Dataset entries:
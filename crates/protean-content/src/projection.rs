//! Field enumeration and permission-gated projection.
//!
//! Fields for a type are distributed across the primary schema and its
//! subtype schemas; enumeration merges them in declaration order with the
//! primary schema winning name collisions. Projection turns a content
//! instance into a name -> value map, optionally dropping every field the
//! acting principal may not read.
//!
//! Gating rules: an untagged field requires the baseline view permission;
//! a tagged field whose permission name is not registered is treated as
//! always viewable — when permission metadata is malformed, availability
//! beats strictness.

use crate::content::Content;
use crate::security::{SecurityPolicy, VIEW_PERMISSION};
use protean_kernel::{CapabilityCarrier, PermissionRegistry, Schema, SchemaCache};
use serde_json::Value;
use std::collections::{BTreeMap, BTreeSet};
use std::sync::Arc;

/// A field name bound to the schema that declares it.
#[derive(Debug, Clone)]
pub struct BoundField {
    pub schema: Arc<Schema>,
    pub name: String,
}

impl BoundField {
    /// The declared default, deep-copied.
    pub fn default(&self) -> Option<Value> {
        self.schema.field(&self.name).map(|field| field.default.clone())
    }
}

/// Projects content instances through their schemas, with all three
/// collaborators injected at construction.
pub struct FieldProjector {
    schemas: Arc<dyn SchemaCache>,
    permissions: Arc<dyn PermissionRegistry>,
    policy: Arc<dyn SecurityPolicy>,
}

impl FieldProjector {
    pub fn new(
        schemas: Arc<dyn SchemaCache>,
        permissions: Arc<dyn PermissionRegistry>,
        policy: Arc<dyn SecurityPolicy>,
    ) -> Self {
        Self {
            schemas,
            permissions,
            policy,
        }
    }

    /// All fields of the content's type: primary schema first, then each
    /// subtype in registry order, deduplicated by name.
    pub fn fields(&self, content: &Content) -> Vec<BoundField> {
        let Some(type_id) = content.type_id() else {
            return Vec::new();
        };

        let mut seen = BTreeSet::new();
        let mut out = Vec::new();
        let mut collect = |schema: Arc<Schema>| {
            for name in schema.field_names_in_order() {
                if seen.insert(name.clone()) {
                    out.push(BoundField {
                        schema: Arc::clone(&schema),
                        name,
                    });
                }
            }
        };

        if let Some(schema) = self.schemas.get(type_id) {
            collect(schema);
        }
        for subtype in self.schemas.subtypes(type_id).iter() {
            collect(Arc::clone(subtype));
        }
        out
    }

    pub fn field(&self, content: &Content, name: &str) -> Option<BoundField> {
        self.fields(content).into_iter().find(|f| f.name == name)
    }

    pub fn field_names(&self, content: &Content) -> Vec<String> {
        self.fields(content).into_iter().map(|f| f.name).collect()
    }

    /// The field's current value: the stored one, else a deep-copied
    /// default, else JSON null for a field with no declared default.
    pub fn value(&self, content: &Content, field: &BoundField) -> Value {
        if let Some(value) = content.direct_value(&field.name) {
            return value.clone();
        }
        field.default().unwrap_or(Value::Null)
    }

    /// May the acting principal read this field?
    pub fn can_view(&self, content: &Content, field: &BoundField) -> bool {
        let tagged = field.schema.merged_read_permissions();
        let Some(permission_name) = tagged.get(&field.name) else {
            return self.policy.check_permission(VIEW_PERMISSION, content);
        };
        match self.permissions.lookup(permission_name) {
            Some(permission) => self.policy.check_permission(&permission.title, content),
            // Unregistered permission metadata: favor availability.
            None => true,
        }
    }

    /// Name -> value projection. With `check_constraints`, fields the
    /// principal may not view are silently omitted.
    pub fn project(&self, content: &Content, check_constraints: bool) -> BTreeMap<String, Value> {
        let mut out = BTreeMap::new();
        for field in self.fields(content) {
            if check_constraints && !self.can_view(content, &field) {
                continue;
            }
            out.insert(field.name.clone(), self.value(content, &field));
        }
        out
    }

    /// Raw attribute guard: should `name` be reachable on `content` at
    /// all? Empty names (views, traversal machinery), untyped content,
    /// missing schemas, and untagged names are all reachable; only a
    /// resolvable tagged permission gets enforced.
    pub fn is_attribute_viewable(&self, content: &Content, name: &str) -> bool {
        if name.is_empty() {
            return true;
        }
        let Some(schema) = content.type_id().and_then(|tid| self.schemas.get(tid)) else {
            return true;
        };
        let tagged = schema.merged_read_permissions();
        let Some(permission_name) = tagged.get(name) else {
            return true;
        };
        match self.permissions.lookup(permission_name) {
            Some(permission) => self.policy.check_permission(&permission.title, content),
            None => true,
        }
    }
}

> _Task item_
Above are the entries; repeat their lines exactly, from the first through the one that contains "turns a content".

> _Problem solution_
filename crates/protean-content/src/projection.rs
//! Field enumeration and permission-gated projection.
//!
//! Fields for a type are distributed across the primary schema and its
//! subtype schemas; enumeration merges them in declaration order with the
//! primary schema winning name collisions. Projection turns a content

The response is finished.